A Red Cherry on a White-tiled Floor

I very much enjoyed this selection of poems by contemporary poet Maram Al-Massri. Al-Massri was born in Syria and lives in France; she writes in Arabic.

Her poems are short; they make use of simple but evocative diction. They are passionate, erotic, complex.

In fact, the poems appear so deceptively simple that part of me wondered why I liked them so much. Was I responding to the fact of their being translations with a hint of exoticism, imagining the poet as some kind of modern-day odalisque?
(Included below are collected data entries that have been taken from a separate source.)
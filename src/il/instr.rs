//! IL instructions

use crate::il::opcodes::Opcode;
use crate::il::types::Type;
use crate::il::value::{TempId, Value};
use crate::support::interner::Symbol;
use crate::support::source::SourceLoc;

/// A non-terminator instruction.
///
/// `ty` is the result type for value-producing opcodes (the loaded type for
/// `load`), the stored value type for `store`, and `Void` otherwise. The
/// operand list is small, typically at most four entries.
#[derive(Debug, Clone, PartialEq)]
pub struct Instr {
    /// What the instruction does
    pub opcode: Opcode,
    /// Destination temp; present iff the instruction produces a value
    pub dest: Option<TempId>,
    /// Result type (or the access type for memory opcodes)
    pub ty: Type,
    /// Operands in positional order
    pub operands: Vec<Value>,
    /// Callee symbol, for `call` only
    pub callee: Option<Symbol>,
    /// Source position for diagnostics and debugging
    pub loc: SourceLoc,
}

impl Instr {
    /// Create an instruction with no source location
    pub fn new(opcode: Opcode, dest: Option<TempId>, ty: Type, operands: Vec<Value>) -> Self {
        Instr {
            opcode,
            dest,
            ty,
            operands,
            callee: None,
            loc: SourceLoc::UNKNOWN,
        }
    }

    /// Side-effect flag, derived from the opcode table. A `call` is
    /// additionally pure when its callee is a defined function marked
    /// `pure readonly`; the pass pipeline resolves that through the module.
    pub fn table_side_effects(&self) -> bool {
        self.opcode.side_effects()
    }

    /// Iterate over the temps this instruction reads
    pub fn used_temps(&self) -> impl Iterator<Item = TempId> + '_ {
        self.operands.iter().filter_map(|v| v.as_temp())
    }
}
But as I read further, swept along in Al-Massri's complicated, questioning, and daring search for fulfillment and for herself, I knew I could let myself off the hook: there's meat to these brief, intense lyrics and the sequences they constitute.

One certainly feels that Al-Massri is in dialogue with a long tradition of Arabic poetry; this is sensed in the themes and images of love, and in the ways in which the individual poems are like episodes that reflect, challenge, open up, and refract each other and Al-Massri's themes. Al-Massri speaks, however, with a distinct and vibrant, modern voice.

Here are two selections from the series A Red Cherry on a White-tiled Floor, originally published in 1997:

2

How foolish:
Whenever my heart
hears a knocking
it opens its doors.

64

She set out
to offer him
her pores
and her nails
adorned with cherries
which he ate
ravenously.

She left
with the basket
of her heart
emptied out.


And here the ending of I Look to You, originally published in 2000:

99

Whenever a man
leaves me
my beauty increases.

100

Increases...


Both sequences explore themes of love and betrayal, power, freedom, abandonment. I admit to preferring the earlier Red Cherry, which includes more moments of innocence and awakening; more poems in the later sequence reflect on burdens, dissatisfaction, and disillusionment. Despite this, I found the entire volume a pleasure to read. Al-Massri speaks with energy, authority, and honesty.

Although I confess that the Arabic text of this bilingual edition was Greek to me, translator Khaled Mattawa (a poet in his own right) continues to impress me.

This volume was published by Bloodaxe Books in 2004.